### [REQUIRED WORK]
Answer with a single number stating how many lines of the entries below include the string "that".

(Records from a collection)
//! Update Payload Check
//!
//! Walks a v1-encoded document update without allocating and rejects it if
//! any declared count or length cannot be backed by the bytes that follow.
//! `yrs` reserves memory from those declared sizes before reading the items,
//! so a few crafted bytes can otherwise request gigabytes and abort the
//! process. Both the client replica and the relay run every inbound update
//! through [`check_update_v1`] before handing it to `Update::decode_v1`.
//!
//! # Layout walked
//!
//! ```text
//! update     = clients:var { blocks:var client:var clock:var block* } delete_set
//! block      = info:u8 (GC len | Skip len | item)
//! item       = [origin id] [right origin id] [parent] [parent sub] content
//! delete_set = clients:var { client:var ranges:var { clock:var len:var }* }
//! ```

use crate::shared::error::SharedError;

/// Largest decoded update accepted from the network
pub const MAX_UPDATE_BYTES: usize = 8 * 1024 * 1024;

/// Deepest nesting of `Any` values accepted inside an update
pub const MAX_ANY_DEPTH: usize = 64;

const BLOCK_GC: u8 = 0;
const BLOCK_SKIP: u8 = 10;
const HAS_ORIGIN: u8 = 0b1000_0000;
const HAS_RIGHT_ORIGIN: u8 = 0b0100_0000;
const HAS_PARENT_SUB: u8 = 0b0010_0000;
const CONTENT_MASK: u8 = 0b0000_1111;

const CONTENT_DELETED: u8 = 1;
const CONTENT_JSON: u8 = 2;
const CONTENT_BINARY: u8 = 3;
const CONTENT_STRING: u8 = 4;
const CONTENT_EMBED: u8 = 5;
const CONTENT_FORMAT: u8 = 6;
const CONTENT_TYPE: u8 = 7;
const CONTENT_ANY: u8 = 8;
const CONTENT_DOC: u8 = 9;

const TYPE_XML_ELEMENT: u8 = 3;

/// Reject `bytes` unless it is a structurally sound v1 update
///
/// # Errors
/// Returns `SharedError::ProtocolError` naming the first field that is
/// truncated, oversized or of an unknown kind.
pub fn check_update_v1(bytes: &[u8]) -> Result<(), SharedError> {
    if bytes.len() > MAX_UPDATE_BYTES {
        return Err(SharedError::protocol(format!(
            "update of {} bytes exceeds the {} byte limit",
            bytes.len(),
            MAX_UPDATE_BYTES
        )));
    }
    let mut scanner = Scanner::new(bytes);
    scanner.blocks()?;
    scanner.delete_set()
}

struct Scanner<'a> {
    buf: &'a [u8],
    pos: usize,
}

impl<'a> Scanner<'a> {
    fn new(buf: &'a [u8]) -> Self {
        Self { buf, pos: 0 }
    }

    fn remaining(&self) -> usize {
        self.buf.len() - self.pos
    }

    fn blocks(&mut self) -> Result<(), SharedError> {
        let clients = self.count("client count", 3)?;
        for _ in 0..clients {
            let blocks = self.count("block count", 1)?;
            self.var_u32("client id")?;
            let mut clock = u64::from(self.var_u32("clock")?);
            for _ in 0..blocks {
                clock += self.block()?;
                if clock > u64::from(u32::MAX) {
                    return Err(truncated("clock"));
                }
            }
        }
        Ok(())
    }

    /// Returns the clock length the block occupies
    fn block(&mut self) -> Result<u64, SharedError> {
        let info = self.u8("block info")?;
        match info {
            BLOCK_GC | BLOCK_SKIP => Ok(u64::from(self.var_u32("block length")?)),
            info => {
                if info & HAS_ORIGIN != 0 {
                    self.id("origin")?;
                }
                if info & HAS_RIGHT_ORIGIN != 0 {
                    self.id("right origin")?;
                }
                let own_parent = info & (HAS_ORIGIN | HAS_RIGHT_ORIGIN) == 0;
                if own_parent {
                    if self.var_u32("parent info")? == 1 {
                        self.string("parent name")?;
                    } else {
                        self.id("parent id")?;
                    }
                    if info & HAS_PARENT_SUB != 0 {
                        self.string("parent key")?;
                    }
                }
                self.content(info & CONTENT_MASK)
            }
        }
    }

    fn content(&mut self, kind: u8) -> Result<u64, SharedError> {
        match kind {
            CONTENT_DELETED => Ok(u64::from(self.var_u32("deleted length")?)),
            CONTENT_JSON => {
                // yrs reads one string more than the declared count
                let count = self.count("json count", 1)? + 1;
                if count > self.remaining() {
                    return Err(truncated("json count"));
                }
                for _ in 0..count {
                    self.string("json value")?;
                }
                Ok(count as u64)
            }
            CONTENT_BINARY => self.string("binary").map(|_| 1),
            CONTENT_STRING => self.string("string").map(|len| len as u64),
            CONTENT_EMBED => self.string("embed").map(|_| 1),
            CONTENT_FORMAT => {
                self.string("format key")?;
                self.string("format value")?;
                Ok(1)
            }
            CONTENT_TYPE => {
                let type_ref = self.u8("type ref")?;
                match type_ref {
                    TYPE_XML_ELEMENT => {
                        self.string("element name")?;
                    }
                    0..=6 | 9 | 15 => {}
                    other => {
                        return Err(SharedError::protocol(format!(
                            "unsupported type ref {}",
                            other
                        )))
                    }
                }
                Ok(1)
            }
            CONTENT_ANY => {
                let count = self.count("any count", 1)?;
                for _ in 0..count {
                    self.any(0)?;
                }
                Ok(count as u64)
            }
            CONTENT_DOC => {
                self.string("subdocument guid")?;
                self.any(0)?;
                Ok(1)
            }
            other => Err(SharedError::protocol(format!(
                "unsupported content kind {}",
                other
            ))),
        }
    }

    fn any(&mut self, depth: usize) -> Result<(), SharedError> {
        if depth > MAX_ANY_DEPTH {
            return Err(SharedError::protocol("value nested too deeply"));
        }
        match self.u8("value tag")? {
            127 | 126 | 121 | 120 => Ok(()),
            125 => self.skip_varint("integer"),
            124 => self.skip(4, "float32"),
            123 | 122 => self.skip(8, "float64"),
            119 | 116 => self.string("value").map(|_| ()),
            118 => {
                let len = self.count("map length", 2)?;
                for _ in 0..len {
                    self.string("map key")?;
                    self.any(depth + 1)?;
                }
                Ok(())
            }
            117 => {
                let len = self.count("array length", 1)?;
                for _ in 0..len {
                    self.any(depth + 1)?;
                }
                Ok(())
            }
            other => Err(SharedError::protocol(format!("unknown value tag {}", other))),
        }
    }

    fn delete_set(&mut self) -> Result<(), SharedError> {
        let clients = self.count("deleted client count", 2)?;
        for _ in 0..clients {
            self.var_u32("deleted client id")?;
            let ranges = self.count("deleted range count", 2)?;
            for _ in 0..ranges {
                let clock = u64::from(self.var_u32("deleted clock")?);
                let len = u64::from(self.var_u32("deleted length")?);
                if clock + len > u64::from(u32::MAX) {
                    return Err(truncated("deleted range"));
                }
            }
        }
        Ok(())
    }

    /// A declared element count whose elements take at least `min_bytes` each
    fn count(&mut self, field: &str, min_bytes: usize) -> Result<usize, SharedError> {
        let count = self.var_u32(field)? as usize;
        if count > self.remaining() / min_bytes {
            return Err(SharedError::protocol(format!(
                "{} of {} exceeds the {} bytes left",
                field,
                count,
                self.remaining()
            )));
        }
        Ok(count)
    }

    fn id(&mut self, field: &str) -> Result<(), SharedError> {
        self.var_u32(field)?;
        self.var_u32(field)?;
        Ok(())
    }

    /// Length-prefixed bytes; returns the length
    fn string(&mut self, field: &str) -> Result<usize, SharedError> {
        let len = self.var_u64(field)?;
        let len = usize::try_from(len).map_err(|_| truncated(field))?;
        self.skip(len, field)?;
        Ok(len)
    }

    fn skip(&mut self, len: usize, field: &str) -> Result<(), SharedError> {
        if len > self.remaining() {
            return Err(truncated(field));
        }
        self.pos += len;
        Ok(())
    }

    fn u8(&mut self, field: &str) -> Result<u8, SharedError> {
        let byte = *self.buf.get(self.pos).ok_or_else(|| truncated(field))?;
        self.pos += 1;
        Ok(byte)
    }

    fn var_u32(&mut self, field: &str) -> Result<u32, SharedError> {
        let value = self.var_u64(field)?;
        u32::try_from(value).map_err(|_| {
            SharedError::protocol(format!("{} of {} does not fit in 32 bits", field, value))
        })
    }

    fn var_u64(&mut self, field: &str) -> Result<u64, SharedError> {
        let mut value: u64 = 0;
        for shift in (0..64).step_by(7) {
            let byte = self.u8(field)?;
            value |= u64::from(byte & 0x7F) << shift;
            if byte & 0x80 == 0 {
                return Ok(value);
            }
        }
        Err(SharedError::protocol(format!("{} is not a valid varint", field)))
    }

    fn skip_varint(&mut self, field: &str) -> Result<(), SharedError> {
        for _ in 0..10 {
            if self.u8(field)? & 0x80 == 0 {
                return Ok(());
            }
        }
        Err(SharedError::protocol(format!("{} is not a valid varint", field)))
    }
}

fn truncated(field: &str) -> SharedError {
    SharedError::protocol(format!("update truncated or oversized at {}", field))
}
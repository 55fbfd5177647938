//! Editing surface abstraction.
//!
//! The synchronization logic never touches a concrete widget. It talks to an
//! [`EditorSurface`]: something that holds text, can be overwritten, accepts
//! positional edit batches, and reports the edits a user made since the last
//! poll. [`TextBuffer`] is the in-memory implementation used by the terminal
//! client and by tests.

use crate::shared::crdt::{byte_index, utf16_len, EditOp};

/// A text widget the session mirrors the shared buffer into
pub trait EditorSurface {
    /// Full current text
    fn value(&self) -> String;

    /// Replace the whole text
    fn set_value(&mut self, text: &str);

    /// Apply edits one after another, each in the coordinates left by the
    /// previous one
    fn execute_edits(&mut self, edits: &[EditOp]);

    /// Edit batches recorded since the last call, oldest first
    ///
    /// Each batch uses the coordinates of the text as it was before that batch.
    fn take_changes(&mut self) -> Vec<Vec<EditOp>>;
}

/// In-memory editing surface
///
/// Every mutation, including programmatic ones, is recorded as a change
/// batch, the same way a widget fires change events for API writes. Callers
/// decide whether to act on them.
#[derive(Debug, Default, Clone)]
pub struct TextBuffer {
    text: String,
    changes: Vec<Vec<EditOp>>,
}

impl TextBuffer {
    pub fn new() -> Self {
        Self::default()
    }

    /// Buffer with initial text and no recorded changes
    pub fn with_text(text: impl Into<String>) -> Self {
        Self {
            text: text.into(),
            changes: Vec::new(),
        }
    }

    /// Simulate one user action touching several regions at once
    ///
    /// All edits are in the coordinates of the text before the action and must
    /// not overlap. They are recorded as a single batch.
    pub fn apply_user_edit(&mut self, edits: Vec<EditOp>) {
        let edits: Vec<EditOp> = edits.into_iter().filter(|e| !e.is_noop()).collect();
        if edits.is_empty() {
            return;
        }
        let mut ordered: Vec<&EditOp> = edits.iter().collect();
        ordered.sort_by(|a, b| b.offset.cmp(&a.offset));
        for edit in ordered {
            splice(&mut self.text, edit);
        }
        self.changes.push(edits);
    }

    /// Type text at a position
    pub fn type_at(&mut self, offset: usize, text: &str) {
        self.apply_user_edit(vec![EditOp::insert(offset, text)]);
    }

    /// Append text at the end
    pub fn append(&mut self, text: &str) {
        let end = utf16_len(&self.text);
        self.type_at(end, text);
    }
}

impl EditorSurface for TextBuffer {
    fn value(&self) -> String {
        self.text.clone()
    }

    fn set_value(&mut self, text: &str) {
        if self.text == text {
            return;
        }
        let previous = utf16_len(&self.text);
        self.text = text.to_string();
        self.changes.push(vec![EditOp::replace(0, previous, text)]);
    }

    fn execute_edits(&mut self, edits: &[EditOp]) {
        for edit in edits.iter().filter(|e| !e.is_noop()) {
            splice(&mut self.text, edit);
            self.changes.push(vec![edit.clone()]);
        }
    }

    fn take_changes(&mut self) -> Vec<Vec<EditOp>> {
        std::mem::take(&mut self.changes)
    }
}

fn splice(text: &mut String, edit: &EditOp) {
    let start = byte_index(text, edit.offset);
    let end = byte_index(text, edit.offset + edit.delete_len).max(start);
    text.replace_range(start..end, &edit.insert);
}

### [RESPONSE TO THIS TASK]
4